Amazon Elastic Block Store (EBS) Volumes are highly available and reliable storage volumes that can be attached to any running EC2 instance that is in the same Availability Zone. When we attach the EBS volumes to EC2 instances they act as physical drive disks that we can format and use to install our operating system, our files and so on.

EBS Snapshot is one of the most useful tools offered by Amazon to make a copy of your volume. There are several reasons to do snapshots:

  • Point-in-time recovery of your volumes when you delete the data or volumes accidentally
  • Create an identical Volume in another Zone or Region
  • Create a Disaster Recovery environment in another Region
  • Remove the unused volumes for cost saving, but data needs to preserved for future use
  • Using the same kind of volumes for Dev and Staging environments
  • When AWS Zones or Regions are down

Amazon is providing various interfaces to create a snapshot of a Volume like Amazon AWS console, Command-line, APIs and SDKs. From AWS Console, you can create snapshots for any volume from either Volumes tab or from the Snapshots tab.

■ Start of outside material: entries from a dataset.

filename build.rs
fn main() {
    built::write_built_file().expect("Failed to acquire build-time information");
}
//! Challenge policy: attempt cap, code shape, expiry, and delivery bounds.
//!
//! Every knob is an explicit parameter passed to the define and issue steps;
//! nothing here is a hidden global. `normalize()` clamps nonsensical values
//! instead of erroring so a misconfigured deployment degrades to safe
//! defaults.

use std::time::Duration;

const DEFAULT_MAX_ATTEMPTS: u32 = 3;
const DEFAULT_CODE_LENGTH: usize = 6;
pub(crate) const DEFAULT_CODE_CHARSET: &str = "0123456789";
const DEFAULT_CODE_TTL_SECONDS: i64 = 300;
const DEFAULT_DELIVERY_TIMEOUT_SECONDS: u64 = 10;
const MIN_CODE_LENGTH: usize = 4;

#[derive(Clone, Debug)]
pub struct ChallengePolicy {
    sender_email: String,
    max_attempts: u32,
    code_length: usize,
    code_charset: String,
    code_ttl_seconds: i64,
    delivery_timeout: Duration,
}

impl ChallengePolicy {
    /// Default policy: 3 attempts, 6-digit codes, 5 minute expiry,
    /// 10 second delivery timeout.
    #[must_use]
    pub fn new(sender_email: String) -> Self {
        Self {
            sender_email,
            max_attempts: DEFAULT_MAX_ATTEMPTS,
            code_length: DEFAULT_CODE_LENGTH,
            code_charset: DEFAULT_CODE_CHARSET.to_string(),
            code_ttl_seconds: DEFAULT_CODE_TTL_SECONDS,
            delivery_timeout: Duration::from_secs(DEFAULT_DELIVERY_TIMEOUT_SECONDS),
        }
    }

    #[must_use]
    pub fn with_max_attempts(mut self, max_attempts: u32) -> Self {
        self.max_attempts = max_attempts;
        self
    }

    #[must_use]
    pub fn with_code_length(mut self, code_length: usize) -> Self {
        self.code_length = code_length;
        self
    }

    #[must_use]
    pub fn with_code_charset(mut self, code_charset: String) -> Self {
        self.code_charset = code_charset;
        self
    }

    #[must_use]
    pub fn with_code_ttl_seconds(mut self, seconds: i64) -> Self {
        self.code_ttl_seconds = seconds;
        self
    }

    #[must_use]
    pub fn with_delivery_timeout_seconds(mut self, seconds: u64) -> Self {
        self.delivery_timeout = Duration::from_secs(seconds);
        self
    }

    /// Clamp the policy into a usable range.
    #[must_use]
    pub fn normalize(self) -> Self {
        let max_attempts = self.max_attempts.max(1);
        let code_length = self.code_length.max(MIN_CODE_LENGTH);
        let code_charset = if self.code_charset.is_empty() {
            DEFAULT_CODE_CHARSET.to_string()
        } else {
            self.code_charset
        };
        let code_ttl_seconds = if self.code_ttl_seconds < 1 {
            DEFAULT_CODE_TTL_SECONDS
        } else {
            self.code_ttl_seconds
        };
        let delivery_timeout = if self.delivery_timeout.is_zero() {
            Duration::from_secs(1)
        } else {
            self.delivery_timeout
        };
        Self {
            sender_email: self.sender_email,
            max_attempts,
            code_length,
            code_charset,
            code_ttl_seconds,
            delivery_timeout,
        }
    }

    #[must_use]
    pub fn sender_email(&self) -> &str {
        &self.sender_email
    }

    #[must_use]
    pub fn max_attempts(&self) -> u32 {
        self.max_attempts
    }

    #[must_use]
    pub fn code_length(&self) -> usize {
        self.code_length
    }

    #[must_use]
    pub fn code_charset(&self) -> &str {
        &self.code_charset
    }

    #[must_use]
    pub fn code_ttl_seconds(&self) -> i64 {
        self.code_ttl_seconds
    }

    #[must_use]
    pub fn delivery_timeout(&self) -> Duration {
        self.delivery_timeout
    }
}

Unfortunately, AWS doesn’t have the scheduling feature with already set times like daily, hourly, weekly and etc.
You need to automate snapshots of volumes by yourself, using either command-line or APIs or SDKs. Here I am showing a script where you can automate the snapshot operations of volumes on regular intervals using AWS command-line tools.

A script to automate your Snapshots with EBS (Elastic Block Storage)

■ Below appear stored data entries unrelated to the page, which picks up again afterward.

//! `top` and `htop` invocations.
//!
//! The same action maps to different flags per tool, and `htop` counts its
//! refresh delay in tenths of a second where `top` takes seconds.

use crate::families::or_default;
use crate::option_model::{Choice, FieldSpec, OptionModel};
use crate::rendering::CommandTokens;

const DEFAULT_DELAY_SECONDS: f64 = 3.0;
const DEFAULT_USER: &str = "root";

#[derive(Debug, Clone, Copy, PartialEq, Eq, Default)]
pub enum Tool {
    #[default]
    Top,
    Htop,
}

impl Choice for Tool {
    const ALL: &'static [Self] = &[Tool::Top, Tool::Htop];

    fn label(self) -> &'static str {
        match self {
            Tool::Top => "top",
            Tool::Htop => "htop",
        }
    }

    fn description(self) -> &'static str {
        match self {
            Tool::Top => "Available everywhere, keyboard driven",
            Tool::Htop => "Colourful, scrollable, mouse aware",
        }
    }
}

#[derive(Debug, Clone, Copy, PartialEq, Eq, Default)]
pub enum Action {
    #[default]
    Interactive,
    Cores,
    Delay,
    User,
    SortMemory,
}

impl Choice for Action {
    const ALL: &'static [Self] = &[
        Action::Interactive,
        Action::Cores,
        Action::Delay,
        Action::User,
        Action::SortMemory,
    ];

    fn label(self) -> &'static str {
        match self {
            Action::Interactive => "interactive",
            Action::Cores => "cores",
            Action::Delay => "delay",
            Action::User => "user",
            Action::SortMemory => "sort_memory",
        }
    }

    fn description(self) -> &'static str {
        match self {
            Action::Interactive => "Start with the default view",
            Action::Cores => "top -H shows threads, htop -t shows the tree",
            Action::Delay => "Refresh interval; htop counts tenths of a second",
            Action::User => "Only processes of one user",
            Action::SortMemory => "Sort by memory usage",
        }
    }
}

pub fn schema() -> Vec<FieldSpec> {
    vec![
        FieldSpec::choice("tool", Tool::Top, "Which monitor to start"),
        FieldSpec::choice("action", Action::Interactive, "Startup behaviour"),
        FieldSpec::text("delay_seconds", "Refresh delay in seconds"),
        FieldSpec::text("user", "User whose processes to show"),
    ]
}

#[derive(Debug, Clone, PartialEq)]
pub struct Options {
    pub tool: Tool,
    pub action: Action,
    pub delay_seconds: f64,
    pub user: String,
}

impl Options {
    pub fn from_model(model: &OptionModel) -> Self {
        Self {
            tool: model.choice("tool"),
            action: model.choice("action"),
            delay_seconds: parse_delay(model.text("delay_seconds")),
            user: or_default(model.text("user"), DEFAULT_USER),
        }
    }
}

/// Positive, finite seconds, or the default delay.
fn parse_delay(text: &str) -> f64 {
    text.trim()
        .parse::<f64>()
        .ok()
        .filter(|seconds| seconds.is_finite() && *seconds > 0.0)
        .unwrap_or(DEFAULT_DELAY_SECONDS)
}

/// `htop -d` ticks are tenths of a second, never below one.
pub fn htop_ticks(seconds: f64) -> u64 {
    ((seconds * 10.0).round() as u64).max(1)
}

pub fn compose(options: &Options) -> CommandTokens {
    let mut tokens = CommandTokens::new(options.tool.label());

    match (options.action, options.tool) {
        (Action::Interactive, _) => {}
        (Action::Cores, Tool::Top) => {
            tokens.push("-H");
        }
        (Action::Cores, Tool::Htop) => {
            tokens.push("-t");
        }
        (Action::Delay, Tool::Top) => {
            tokens.push("-d").push(options.delay_seconds.to_string());
        }
        (Action::Delay, Tool::Htop) => {
            tokens.push("-d").push(htop_ticks(options.delay_seconds).to_string());
        }
        (Action::User, _) => {
            tokens.push("-u").push(options.user.as_str());
        }
        (Action::SortMemory, Tool::Top) => {
            tokens.push("-o").push("%MEM");
        }
        (Action::SortMemory, Tool::Htop) => {
            tokens.push("-s").push("PERCENT_MEM");
        }
    }

    tokens
}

This script needs mainly 3 parameters:

  • Volumes-list: Get all the volumes list in a file called “volumes-list” line by line as VolumeID: VolumeName
  • Retention Period: How many latest snapshots you want to keep for a volume. Beyond that, you can purge the volumes.
  • AWS Keys/ IAM Role: Use IAM role of EC2 Instance or AWS Keys. It would be good, if you use the IAM role for your EC2 instances to avoid the specifying keys, if not use the AWS Keys with EBS privileges and update them in the script.

Let’s see how it works:

  • Creation of the snapshot for each Volume reading it from the volume-list file.

aws ec2 create-snapshot –volume-id $VOL_ID –description “$DESCRIPTION” –region $REGION &>> $SNAP_CREATION

  • Describe the list of completed snapshots for each Volume by excluding AMI snapshots.

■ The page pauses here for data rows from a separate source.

//! Interactive editing of an option model, one field at a time.

use std::io::{BufRead, Write};

use itertools::Itertools;
use log::debug;

use cmdsheet_core::error::Result;
use cmdsheet_core::option_model::{FieldKind, FieldSpec, OptionModel, SetOutcome};

fn prompt_hint(spec: &FieldSpec) -> Option<String> {
    match spec.kind {
        FieldKind::Choice { options, .. } => Some(
            options()
                .iter()
                .map(|option| option.label)
                .join("/"),
        ),
        FieldKind::Toggle { .. } => Some("yes/no".to_string()),
        FieldKind::Text => None,
    }
}

/// Prompts for one field until the input is accepted.
///
/// An empty line keeps the current value, as does the end of input. For text
/// fields a single `-` clears the value so the family's fallback applies.
pub fn prompt_field<R: BufRead, W: Write>(
    spec: &FieldSpec,
    model: &mut OptionModel,
    input: &mut R,
    output: &mut W,
) -> Result<()> {
    loop {
        let current = model
            .get(spec.name)
            .map(ToString::to_string)
            .unwrap_or_default();

        let prompt_base = match prompt_hint(spec) {
            Some(hint) => format!("Value for {spec} <{hint}>"),
            None => format!("Value for {spec}"),
        };

        if current.is_empty() {
            write!(output, "{prompt_base}: ")?;
        } else {
            write!(output, "{prompt_base} [{current}]: ")?;
        }
        output.flush()?;

        let mut line = String::new();
        if input.read_line(&mut line)? == 0 {
            debug!("End of input, keeping `{}` as `{current}`", spec.name);
            return Ok(());
        }

        let read_value = line.trim();
        if read_value.is_empty() {
            return Ok(());
        }

        let value = match (spec.kind, read_value) {
            (FieldKind::Text, "-") => "",
            _ => read_value,
        };

        match model.set(spec.name, value) {
            SetOutcome::Applied => return Ok(()),
            SetOutcome::Rejected => {
                let expected = match spec.kind {
                    FieldKind::Choice { .. } => "choice",
                    FieldKind::Toggle { .. } | FieldKind::Text => "value",
                };
                writeln!(output, "`{read_value}` is not a valid {expected} for `{}`", spec.name)?;
            }
            // Fields come from this model's own schema
            SetOutcome::UnknownField => return Ok(()),
        }
    }
}

/// Walks the whole schema of the model's family.
pub fn prompt_model<R: BufRead, W: Write>(
    model: &mut OptionModel,
    input: &mut R,
    output: &mut W,
) -> Result<()> {
    for spec in model.family().schema() {
        prompt_field(&spec, model, input, output)?;
    }

    Ok(())
}

#[cfg(test)]
mod tests {
    use super::*;
    use cmdsheet_core::families::{render_model, Family};
    use std::io::Cursor;

    fn run(family: Family, answers: &str) -> (OptionModel, String) {
        let mut model = OptionModel::new(family);
        let mut input = Cursor::new(answers.as_bytes());
        let mut output = Vec::new();

        prompt_model(&mut model, &mut input, &mut output).unwrap();

        (model, String::from_utf8(output).unwrap())
    }

    #[test]
    fn test_empty_answers_keep_defaults() {
        let (model, output) = run(Family::Process, "\n\n\n\n");

        assert_eq!(model, OptionModel::new(Family::Process));
        assert!(output.contains("Value for `tool`"));
        assert!(output.contains("<top/htop>"));
        assert!(output.contains("[top]"));
    }

    #[test]
    fn test_answers_are_applied_in_schema_order() {
        let (model, _) = run(Family::Process, "htop\ndelay\n5\n\n");

        assert_eq!(render_model(&model), "htop -d 50");
    }

    #[test]
    fn test_invalid_choice_is_asked_again() {
        let (model, output) = run(Family::Process, "btop\nHTOP\n\n\n\n");

        assert!(output.contains("`btop` is not a valid choice for `tool`"));
        assert_eq!(render_model(&model), "htop");
    }

    #[test]
    fn test_invalid_toggle_is_asked_again() {
        let (model, output) = run(Family::Git, "add\n\nmaybe\nyes\n");

        assert!(output.contains("`maybe` is not a valid value for `all`"));
        assert!(!output.contains("valid choice"));
        assert_eq!(render_model(&model), "git add -A");
    }

    #[test]
    fn test_dash_clears_text() {
        let mut model = OptionModel::new(Family::Git);
        model.set("argument", "dev");
        let spec = Family::Git
            .schema()
            .into_iter()
            .find(|spec| spec.name == "argument")
            .unwrap();
        let mut input = Cursor::new("-\n".as_bytes());

        prompt_field(&spec, &mut model, &mut input, &mut Vec::new()).unwrap();

        assert_eq!(model.text("argument"), "");
    }

    #[test]
    fn test_end_of_input_stops_prompting() {
        let (model, _) = run(Family::Archive, "extract\n");

        assert_eq!(render_model(&model), "tar xvzf archive.tar.gz");
    }
}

aws ec2 describe-snapshots –query Snapshots[*].[SnapshotId,VolumeId,Description,StartTime] –output text –filters “Name=status,Values=completed” “Name=volume-id,Values=$VOL_ID” | grep -v “CreateImage” > $SNAPSHOT_INFO

  • Delete the snapshots of a Volume which exceeds the Retention period time.

aws ec2 delete-snapshot –snapshot-id $SNAP_ID –region $REGION –output text
Here is the complete script  (Evernote) and sample volume-list file for your reference.

When you take the snapshots of your volumes, it would be a good idea to ignore the Auto Scaling instances volumes, because those instances are stateless. Remember that auto-scaling machines will have an AMI to store their required config and data.

The sample script is to give you an idea of we can do the snapshots management, but you can always extend it to meet your needs.